Search the data below for the string "from" and copy all lines where it shows up.
:::
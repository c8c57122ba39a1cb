//! The three externally delegated stages: transcribe, translate, synthesize.
//!
//! Each hosted service sits behind a capability trait that answers with a
//! [`CapabilityReply`]. The stage functions turn a reply into the next
//! stage's input, or into the stage's typed error when nothing usable came back.

pub mod mock;
pub mod synthesize;
pub mod transcribe;
pub mod translate;

use crate::error::Result;
use crate::languages::VoiceSelection;
use crate::media::MediaPayload;
use async_trait::async_trait;
use std::sync::Arc;

pub use mock::{MockSpeechToText, MockTextToSpeech, MockTranslator};
pub use synthesize::synthesize;
pub use transcribe::transcribe;
pub use translate::translate;

/// Answer from a hosted capability that was reached successfully.
///
/// Transport failures are reported as `Err` by the capability itself; this
/// type only distinguishes real output from an answer without any.
#[derive(Debug, Clone, PartialEq, Eq)]
pub enum CapabilityReply<T> {
    Output(T),
    NoOutput { reason: String },
}

impl<T> CapabilityReply<T> {
    pub fn no_output(reason: impl Into<String>) -> Self {
        CapabilityReply::NoOutput {
            reason: reason.into(),
        }
    }

    pub fn into_output(self) -> std::result::Result<T, String> {
        match self {
            CapabilityReply::Output(value) => Ok(value),
            CapabilityReply::NoOutput { reason } => Err(reason),
        }
    }
}

#[derive(Debug, Clone, PartialEq, Eq)]
pub struct TranscriptionResult {
    pub text: String,
}

#[derive(Debug, Clone, PartialEq, Eq)]
pub struct TranslationRequest {
    pub source_text: String,
    pub target_language: String,
}

#[derive(Debug, Clone, PartialEq, Eq)]
pub struct TranslationResult {
    pub translated_text: String,
}

#[derive(Debug, Clone, PartialEq, Eq)]
pub struct SynthesisRequest {
    pub text: String,
    pub voice: VoiceSelection,
}

/// Audio returned by a speech service, as a data URI.
///
/// Typically `data:audio/L16;codec=pcm;rate=24000;base64,<pcm>`.
#[derive(Debug, Clone, PartialEq, Eq)]
pub struct SpeechAudio {
    pub data_uri: String,
}

/// Hosted speech-to-text.
#[async_trait]
pub trait SpeechToText: Send + Sync {
    async fn transcribe(&self, media: &MediaPayload) -> Result<CapabilityReply<String>>;

    /// Service name for logging.
    fn name(&self) -> &str;
}

/// Hosted text translation.
#[async_trait]
pub trait Translator: Send + Sync {
    async fn translate(&self, text: &str, target_language: &str)
    -> Result<CapabilityReply<String>>;

    fn name(&self) -> &str;
}

/// Hosted text-to-speech.
#[async_trait]
pub trait TextToSpeech: Send + Sync {
    async fn speak(
        &self,
        text: &str,
        voice: &VoiceSelection,
    ) -> Result<CapabilityReply<SpeechAudio>>;

    fn name(&self) -> &str;
}

/// Implement the capability traits for `Arc<T>` so one client can serve several pipelines.
#[async_trait]
impl<T: SpeechToText + ?Sized> SpeechToText for Arc<T> {
    async fn transcribe(&self, media: &MediaPayload) -> Result<CapabilityReply<String>> {
        (**self).transcribe(media).await
    }

    fn name(&self) -> &str {
        (**self).name()
    }
}

#[async_trait]
impl<T: Translator + ?Sized> Translator for Arc<T> {
    async fn translate(
        &self,
        text: &str,
        target_language: &str,
    ) -> Result<CapabilityReply<String>> {
        (**self).translate(text, target_language).await
    }

    fn name(&self) -> &str {
        (**self).name()
    }
}

#[async_trait]
impl<T: TextToSpeech + ?Sized> TextToSpeech for Arc<T> {
    async fn speak(
        &self,
        text: &str,
        voice: &VoiceSelection,
    ) -> Result<CapabilityReply<SpeechAudio>> {
        (**self).speak(text, voice).await
    }

    fn name(&self) -> &str {
        (**self).name()
    }
}

#[cfg(test)]
mod tests {
    use super::*;

    #[test]
    fn reply_into_output() {
        let ok: CapabilityReply<u8> = CapabilityReply::Output(3);
        assert_eq!(ok.into_output(), Ok(3));

        let none: CapabilityReply<u8> = CapabilityReply::no_output("blocked");
        assert_eq!(none.into_output(), Err("blocked".to_string()));
    }

    #[tokio::test]
    async fn capability_traits_are_object_safe() {
        let stt: Arc<dyn SpeechToText> = Arc::new(MockSpeechToText::new().with_text("boxed"));
        let media = MediaPayload::new("a.mp4", "video/mp4", vec![1]);

        let reply = stt.transcribe(&media).await.unwrap();
        assert_eq!(reply, CapabilityReply::Output("boxed".to_string()));
        assert_eq!(stt.name(), "mock-stt");
    }
}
:::
EXPECTED OUTPUT =
/// Answer from a hosted capability that was reached successfully.
/// type only distinguishes real output from an answer without any.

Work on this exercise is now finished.